(Stored data entries)

========

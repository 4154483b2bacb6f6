//! Process-wide project state
//!
//! The marker model never owns the project frame rate; it reads it from a
//! shared profile at each conversion. Frame indices derived through the
//! profile are rate-relative snapshots: changing the rate changes what
//! `frame` means, so nothing in the crate caches a frame index.

use std::sync::RwLock;

use crate::domain::model::FrameRate;

/// Shared holder of the current project frame rate.
///
/// Lifetime matches the open project; models take it by `Arc` at
/// construction.
pub struct ProjectProfile {
    frame_rate: RwLock<FrameRate>,
}

impl ProjectProfile {
    pub fn new(frame_rate: FrameRate) -> Self {
        Self {
            frame_rate: RwLock::new(frame_rate),
        }
    }

    /// The frame rate at this instant
    pub fn frame_rate(&self) -> FrameRate {
        *self.frame_rate.read().unwrap()
    }

    /// Replace the project frame rate.
    ///
    /// Snap targets registered with a marker model were fed frame indices
    /// under the old rate; re-register them after a rate change.
    pub fn set_frame_rate(&self, frame_rate: FrameRate) {
        *self.frame_rate.write().unwrap() = frame_rate;
    }
}

impl Default for ProjectProfile {
    fn default() -> Self {
        Self::new(FrameRate::fps_25())
    }
}

#[cfg(test)]
mod tests {
    use super::*;

    #[test]
    fn test_frame_rate_is_shared_state() {
        let profile = ProjectProfile::default();
        assert_eq!(profile.frame_rate(), FrameRate::fps_25());

        profile.set_frame_rate(FrameRate::fps_ntsc());
        assert_eq!(profile.frame_rate(), FrameRate::fps_ntsc());
    }
}
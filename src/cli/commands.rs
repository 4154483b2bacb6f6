//! Command implementations

use std::path::Path;
use std::sync::{Arc, Mutex};

use anyhow::{Context, Result};
use tracing::info;

use crate::cli::args::{AddArgs, ListArgs, RemoveArgs, SnapArgs};
use crate::config::Settings;
use crate::domain::model::{FieldValue, FrameRate, MarkerField, TimeSpec, DEFAULT_COMMENT};
use crate::history::CommandHistory;
use crate::markers::MarkerModel;
use crate::project::ProjectProfile;
use crate::snap::{SnapIndex, SnapTarget};

/// Shared state of one CLI invocation
pub struct CliContext {
    pub settings: Settings,
    pub fps: Option<String>,
    pub clip: Option<String>,
}

/// A marker model wired to its collaborators, loaded from a file
struct Session {
    history: Arc<Mutex<CommandHistory>>,
    profile: Arc<ProjectProfile>,
    model: Arc<MarkerModel>,
}

impl Session {
    fn open(ctx: &CliContext, file: &str, must_exist: bool) -> Result<Self> {
        let rate = match &ctx.fps {
            Some(fps) => FrameRate::parse(fps)
                .map_err(|e| anyhow::anyhow!("Invalid frame rate '{}': {}", fps, e))?,
            None => ctx
                .settings
                .frame_rate()
                .map_err(|e| anyhow::anyhow!("Invalid settings frame rate: {}", e))?,
        };
        let profile = Arc::new(ProjectProfile::new(rate));
        let history = Arc::new(Mutex::new(CommandHistory::new(ctx.settings.history_limit)));

        let model = match &ctx.clip {
            Some(clip_id) => MarkerModel::new_clip(
                clip_id.clone(),
                Arc::downgrade(&history),
                Arc::clone(&profile),
                ctx.settings.default_marker_type,
            ),
            None => MarkerModel::new_guide(
                Arc::downgrade(&history),
                Arc::clone(&profile),
                ctx.settings.default_marker_type,
            ),
        };

        if Path::new(file).exists() {
            let data = std::fs::read_to_string(file)
                .with_context(|| format!("Failed to read marker file: {}", file))?;
            if !model.import_from_json(&data) {
                return Err(anyhow::anyhow!("Failed to import markers from {}", file));
            }
        } else if must_exist {
            return Err(anyhow::anyhow!("Marker file does not exist: {}", file));
        }

        Ok(Self {
            history,
            profile,
            model,
        })
    }

    fn save(&self, file: &str) -> Result<()> {
        std::fs::write(file, self.model.export_to_json())
            .with_context(|| format!("Failed to write marker file: {}", file))
    }
}

/// Execute the list command
pub fn list(args: ListArgs, ctx: &CliContext) -> Result<()> {
    let session = Session::open(ctx, &args.file, true)?;

    if args.json {
        // Re-indent the interchange format for reading
        let value: serde_json::Value = serde_json::from_str(&session.model.export_to_json())?;
        println!("{}", serde_json::to_string_pretty(&value)?);
        return Ok(());
    }

    let rate = session.profile.frame_rate();
    println!(
        "{} in {} ({} fps)",
        if session.model.is_guide() {
            "Guides"
        } else {
            "Markers"
        },
        args.file,
        rate.as_fps()
    );
    println!("{:<5} {:>8}  {:>12}  {:<5} {:<8} Comment", "Row", "Frame", "Timecode", "Type", "Color");
    for row in 0..session.model.row_count() {
        let frame = match session.model.data_for_row(row, MarkerField::Frame) {
            Some(FieldValue::Frame(frame)) => frame,
            _ => continue,
        };
        let seconds = match session.model.data_for_row(row, MarkerField::Position) {
            Some(FieldValue::Seconds(seconds)) => seconds,
            _ => continue,
        };
        let category = match session.model.data_for_row(row, MarkerField::Category) {
            Some(FieldValue::Category(category)) => category,
            _ => continue,
        };
        let color = match session.model.data_for_row(row, MarkerField::Color) {
            Some(FieldValue::Color(color)) => color,
            _ => continue,
        };
        let comment = match session.model.data_for_row(row, MarkerField::Comment) {
            Some(FieldValue::Text(comment)) => comment,
            _ => continue,
        };
        println!(
            "{:<5} {:>8}  {:>12}  {:<5} {:<8} {}",
            row,
            frame,
            TimeSpec::from_seconds(seconds).format_hms(),
            category,
            color,
            comment
        );
    }
    Ok(())
}

/// Execute the add command
pub fn add(args: AddArgs, ctx: &CliContext) -> Result<()> {
    let session = Session::open(ctx, &args.file, false)?;

    let pos = TimeSpec::parse(&args.pos)
        .map_err(|e| anyhow::anyhow!("Invalid position '{}': {}", args.pos, e))?;
    let comment = args.comment.as_deref().unwrap_or(DEFAULT_COMMENT);

    session.model.add_marker(pos, comment, args.category);
    session.save(&args.file)?;

    if let Some(label) = session.history.lock().unwrap().undo_label() {
        info!("Recorded undoable action: {}", label);
    }
    println!("{} at {} -> {}", comment, pos, args.file);
    Ok(())
}

/// Execute the remove command
pub fn remove(args: RemoveArgs, ctx: &CliContext) -> Result<()> {
    let session = Session::open(ctx, &args.file, true)?;

    let pos = TimeSpec::parse(&args.pos)
        .map_err(|e| anyhow::anyhow!("Invalid position '{}': {}", args.pos, e))?;

    // The model treats removing an absent marker as a caller bug; check first
    if session.model.marker_at(pos).is_none() {
        return Err(anyhow::anyhow!("No marker at {} in {}", pos, args.file));
    }

    session.model.remove_marker(pos);
    session.save(&args.file)?;

    println!("Removed marker at {} from {}", pos, args.file);
    Ok(())
}

/// Execute the snap command
pub fn snap(args: SnapArgs, ctx: &CliContext) -> Result<()> {
    let session = Session::open(ctx, &args.file, true)?;

    let index: Arc<SnapIndex> = Arc::new(SnapIndex::new());
    let target: Arc<dyn SnapTarget> = index.clone();
    session.model.register_snap_target(Arc::downgrade(&target));

    match index.snap_to(args.frame, args.tolerance) {
        Some(snapped) => {
            println!("{}", snapped);
            Ok(())
        }
        None => Err(anyhow::anyhow!(
            "No snap point within {} frames of frame {}",
            args.tolerance,
            args.frame
        )),
    }
}
//! TimeMark library
//!
//! The marker/guide timeline-index model of a non-linear video editor:
//! an ordered, undoable annotation store keyed by exact time position, kept
//! consistent with snap-point indices used for timeline magnetism and
//! synchronized with a command-based undo/redo history.

pub mod cli;
pub mod config;
pub mod domain;
pub mod error;
pub mod history;
pub mod markers;
pub mod project;
pub mod snap;
pub mod utils;

// Re-export commonly used types
pub use config::Settings;
pub use domain::errors::DomainError;
pub use domain::model::{
    category_color, FieldValue, FrameRate, Marker, MarkerField, TimeSpec, CATEGORY_COLORS,
    CATEGORY_COUNT, DEFAULT_COMMENT,
};
pub use error::{TimemarkError, TimemarkResult};
pub use history::{CommandHistory, Fun, DEFAULT_HISTORY_LIMIT};
pub use markers::{MarkerModel, ModelObserver, ModelRole};
pub use project::ProjectProfile;
pub use snap::{SnapIndex, SnapTarget};
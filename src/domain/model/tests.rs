// Unit tests for domain models

#[cfg(test)]
mod tests {
    use crate::domain::model::*;

    #[test]
    fn test_time_spec_parsing() {
        assert_eq!(TimeSpec::parse("90.5").unwrap().as_seconds(), 90.5);
        assert_eq!(TimeSpec::parse("01:30").unwrap().as_seconds(), 90.0);
        assert_eq!(TimeSpec::parse("01:30.500").unwrap().as_seconds(), 90.5);
        assert_eq!(TimeSpec::parse("00:01:30.500").unwrap().as_seconds(), 90.5);
        assert_eq!(TimeSpec::parse("1:02:30.5").unwrap().as_seconds(), 3750.5);

        assert!(TimeSpec::parse("invalid").is_err());
        assert!(TimeSpec::parse("-5").is_err());
        assert!(TimeSpec::parse("01:75").is_err());
        assert!(TimeSpec::parse("00:75:00").is_err());
    }

    #[test]
    fn test_time_spec_exact_equality() {
        // Equal seconds values always land on the same tick
        let a = TimeSpec::from_seconds(2.0);
        let b = TimeSpec::from_seconds(2.0);
        assert_eq!(a, b);
        assert_eq!(a.ticks(), 2 * TICKS_PER_SECOND);

        // Seconds round trip is lossless for tick-representable values
        let c = TimeSpec::from_ticks(123_456);
        assert_eq!(TimeSpec::from_seconds(c.as_seconds()), c);
    }

    #[test]
    fn test_time_spec_frame_conversions() {
        let rate = FrameRate::fps_25();
        let pos = TimeSpec::from_frames(50, rate);
        assert_eq!(pos.as_seconds(), 2.0);
        assert_eq!(pos.to_frames(rate), 50);

        // NTSC rates convert exactly in both directions
        let ntsc = FrameRate::fps_ntsc();
        for frame in [0i64, 1, 29, 30, 1000, 123_457] {
            assert_eq!(TimeSpec::from_frames(frame, ntsc).to_frames(ntsc), frame);
        }

        // The same instant maps to different frames under different rates
        let t = TimeSpec::from_seconds(2.0);
        assert_eq!(t.to_frames(FrameRate::fps_25()), 50);
        assert_eq!(t.to_frames(FrameRate::fps_30()), 60);
    }

    #[test]
    fn test_time_spec_ordering() {
        let mut times = vec![
            TimeSpec::from_seconds(3.0),
            TimeSpec::from_seconds(1.0),
            TimeSpec::from_seconds(2.0),
        ];
        times.sort();
        assert_eq!(
            times.iter().map(|t| t.as_seconds()).collect::<Vec<_>>(),
            vec![1.0, 2.0, 3.0]
        );
    }

    #[test]
    fn test_time_spec_formatting() {
        assert_eq!(TimeSpec::from_seconds(90.5).format_hms(), "1:30.500");
        assert_eq!(TimeSpec::from_seconds(3750.5).format_hms(), "1:02:30.500");
        assert_eq!(TimeSpec::zero().format_hms(), "0:00.000");
    }

    #[test]
    fn test_frame_rate_construction() {
        let rate = FrameRate::new(25, 1).unwrap();
        assert_eq!(rate.as_fps(), 25.0);

        // Rationals are reduced, so equal rates compare equal
        assert_eq!(FrameRate::new(50, 2).unwrap(), FrameRate::fps_25());

        assert!(FrameRate::new(0, 1).is_err());
        assert!(FrameRate::new(25, 0).is_err());
    }

    #[test]
    fn test_frame_rate_parsing() {
        assert_eq!(FrameRate::parse("25").unwrap(), FrameRate::fps_25());
        assert_eq!(
            FrameRate::parse("30000/1001").unwrap(),
            FrameRate::fps_ntsc()
        );
        assert_eq!(FrameRate::parse("23.976").unwrap().num(), 2997);

        assert!(FrameRate::parse("0").is_err());
        assert!(FrameRate::parse("-25").is_err());
        assert!(FrameRate::parse("25/0").is_err());
        assert!(FrameRate::parse("abc").is_err());
    }

    #[test]
    fn test_marker_category_validation() {
        let pos = TimeSpec::from_seconds(1.0);
        let marker = Marker::new(pos, "intro".to_string(), 2).unwrap();
        assert_eq!(marker.color(), CATEGORY_COLORS[2]);

        assert!(Marker::new(pos, "bad".to_string(), CATEGORY_COUNT).is_err());
    }

    #[test]
    fn test_category_color_lookup() {
        assert_eq!(category_color(0), Some("#ff0000"));
        assert_eq!(category_color(4), Some("#00ffff"));
        assert_eq!(category_color(5), None);
    }
}
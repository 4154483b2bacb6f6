//! Snap points for timeline magnetism
//!
//! A marker model feeds its positions, as frame indices, into any number of
//! snap targets it holds weakly. `SnapIndex` is the standard target: a
//! reference-counted point set a timeline view queries to align its cursor.

use std::collections::BTreeMap;
use std::sync::Mutex;

/// Capability interface a marker model notifies on topology changes.
///
/// Implementations take `&self`; targets are shared between the timeline
/// view and the models feeding them.
pub trait SnapTarget: Send + Sync {
    /// A point appeared at `frame`
    fn add_point(&self, frame: i64);

    /// A point at `frame` disappeared.
    ///
    /// # Panics
    /// Panics if no point exists at `frame`; removals must mirror earlier
    /// additions.
    fn remove_point(&self, frame: i64);
}

/// Reference-counted set of snap frames with nearest-point queries.
///
/// Points are counted, not deduplicated: two feeders adding the same frame
/// must both remove it before the frame stops snapping.
#[derive(Default)]
pub struct SnapIndex {
    points: Mutex<BTreeMap<i64, usize>>,
}

impl SnapIndex {
    pub fn new() -> Self {
        Self::default()
    }

    /// True if at least one point exists at `frame`
    pub fn contains(&self, frame: i64) -> bool {
        self.points.lock().unwrap().contains_key(&frame)
    }

    /// Number of distinct snap frames
    pub fn len(&self) -> usize {
        self.points.lock().unwrap().len()
    }

    pub fn is_empty(&self) -> bool {
        self.points.lock().unwrap().is_empty()
    }

    /// The point nearest to `frame`, or `None` on an empty index.
    ///
    /// Ties resolve to the earlier point.
    pub fn closest_point(&self, frame: i64) -> Option<i64> {
        let points = self.points.lock().unwrap();
        let before = points.range(..=frame).next_back().map(|(f, _)| *f);
        let after = points.range(frame + 1..).next().map(|(f, _)| *f);
        match (before, after) {
            (Some(b), Some(a)) => {
                if frame - b <= a - frame {
                    Some(b)
                } else {
                    Some(a)
                }
            }
            (Some(b), None) => Some(b),
            (None, Some(a)) => Some(a),
            (None, None) => None,
        }
    }

    /// The nearest point within `tolerance` frames, or `None` when nothing
    /// is close enough to snap to
    pub fn snap_to(&self, frame: i64, tolerance: i64) -> Option<i64> {
        self.closest_point(frame)
            .filter(|p| (p - frame).abs() <= tolerance)
    }
}

impl SnapTarget for SnapIndex {
    fn add_point(&self, frame: i64) {
        let mut points = self.points.lock().unwrap();
        *points.entry(frame).or_insert(0) += 1;
    }

    fn remove_point(&self, frame: i64) {
        let mut points = self.points.lock().unwrap();
        let count = points
            .get_mut(&frame)
            .unwrap_or_else(|| panic!("SnapIndex: no point to remove at frame {}", frame));
        *count -= 1;
        if *count == 0 {
            points.remove(&frame);
        }
    }
}

#[cfg(test)]
mod tests {
    use super::*;

    #[test]
    fn test_add_remove_point() {
        let index = SnapIndex::new();
        index.add_point(50);
        assert!(index.contains(50));
        assert_eq!(index.len(), 1);

        index.remove_point(50);
        assert!(!index.contains(50));
        assert!(index.is_empty());
    }

    #[test]
    fn test_points_are_reference_counted() {
        let index = SnapIndex::new();
        index.add_point(10);
        index.add_point(10);

        index.remove_point(10);
        assert!(index.contains(10));
        index.remove_point(10);
        assert!(!index.contains(10));
    }

    #[test]
    #[should_panic(expected = "no point to remove")]
    fn test_remove_missing_point_panics() {
        let index = SnapIndex::new();
        index.remove_point(7);
    }

    #[test]
    fn test_closest_point() {
        let index = SnapIndex::new();
        assert_eq!(index.closest_point(10), None);

        index.add_point(10);
        index.add_point(20);
        assert_eq!(index.closest_point(12), Some(10));
        assert_eq!(index.closest_point(17), Some(20));
        assert_eq!(index.closest_point(10), Some(10));
        // Ties resolve to the earlier point
        assert_eq!(index.closest_point(15), Some(10));
    }

    #[test]
    fn test_snap_to_respects_tolerance() {
        let index = SnapIndex::new();
        index.add_point(100);
        assert_eq!(index.snap_to(103, 5), Some(100));
        assert_eq!(index.snap_to(110, 5), None);
    }
}
//! TimeMark CLI
//!
//! Scriptable timeline markers and guides: an ordered, undoable marker
//! store with snap-point queries, operating on marker files in the JSON
//! interchange format.
//!
//! # Usage
//!
//! ```bash
//! timemark add --file markers.json --pos 00:02:00 --comment "intro"
//! timemark list --file markers.json --fps 25
//! timemark snap --file markers.json --frame 2998 --fps 30000/1001
//! timemark remove --file markers.json --pos 120
//! ```

use anyhow::Result;
use clap::Parser;
use tracing::info;

use timemark::cli::commands::{self, CliContext};
use timemark::cli::{Cli, Commands};
use timemark::config::Settings;
use timemark::utils::logging;

/// Main entry point for the TimeMark CLI application
fn main() -> Result<()> {
    let cli = Cli::parse();

    // Initialize logging
    logging::init(&cli.log_level);
    info!("Starting TimeMark");

    // Load settings
    let settings = match &cli.config {
        Some(path) => Settings::load(path)?,
        None => Settings::default(),
    };

    let ctx = CliContext {
        settings,
        fps: cli.fps.clone(),
        clip: cli.clip.clone(),
    };

    // Execute the requested command
    match cli.command {
        Commands::List(args) => commands::list(args, &ctx)?,
        Commands::Add(args) => commands::add(args, &ctx)?,
        Commands::Remove(args) => commands::remove(args, &ctx)?,
        Commands::Snap(args) => commands::snap(args, &ctx)?,
    }

    info!("TimeMark completed successfully");
    Ok(())
}
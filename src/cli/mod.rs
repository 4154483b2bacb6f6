//! CLI module for TimeMark
//!
//! This module handles command-line argument parsing and command execution.

use clap::{Parser, Subcommand};

pub mod args;
pub mod commands;

/// TimeMark
///
/// Timeline markers and guides with undo/redo semantics and snap-point
/// queries, operating on marker files in the JSON interchange format.
#[derive(Parser)]
#[command(name = "timemark")]
#[command(about = "TimeMark - Timeline markers and guides made scriptable")]
#[command(version)]
#[command(long_about = None)]
pub struct Cli {
    /// Logging level
    #[arg(long, default_value = "info", global = true)]
    pub log_level: String,

    /// Settings file (TOML)
    #[arg(long, global = true)]
    pub config: Option<String>,

    /// Project frame rate (fps or num/den), overrides settings
    #[arg(long, global = true)]
    pub fps: Option<String>,

    /// Operate on clip markers owned by this clip id instead of project guides
    #[arg(long, global = true)]
    pub clip: Option<String>,

    /// The command to execute
    #[command(subcommand)]
    pub command: Commands,
}

/// Available commands
#[derive(Subcommand)]
pub enum Commands {
    /// List the markers in a file
    List(args::ListArgs),
    /// Add or rename a marker
    Add(args::AddArgs),
    /// Remove a marker
    Remove(args::RemoveArgs),
    /// Find the nearest snap point to a frame
    Snap(args::SnapArgs),
}
//! Logging initialization

use tracing_subscriber::EnvFilter;

/// Initialize the tracing subscriber for the CLI binary.
///
/// `RUST_LOG` wins when set; `default_level` applies otherwise. Diagnostics
/// go to stderr so command output on stdout stays machine-readable.
pub fn init(default_level: &str) {
    let filter =
        EnvFilter::try_from_default_env().unwrap_or_else(|_| EnvFilter::new(default_level));
    tracing_subscriber::fmt()
        .with_env_filter(filter)
        .with_writer(std::io::stderr)
        .init();
}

========

TASK BRIEF.
Copy the records above exactly, from the first line through the line containing "derived through the", and include nothing else.

EXERCISE OUTPUT.
repository 4154483b2bacb6f6
//! Process-wide project state
//!
//! The marker model never owns the project frame rate; it reads it from a
//! shared profile at each conversion. Frame indices derived through the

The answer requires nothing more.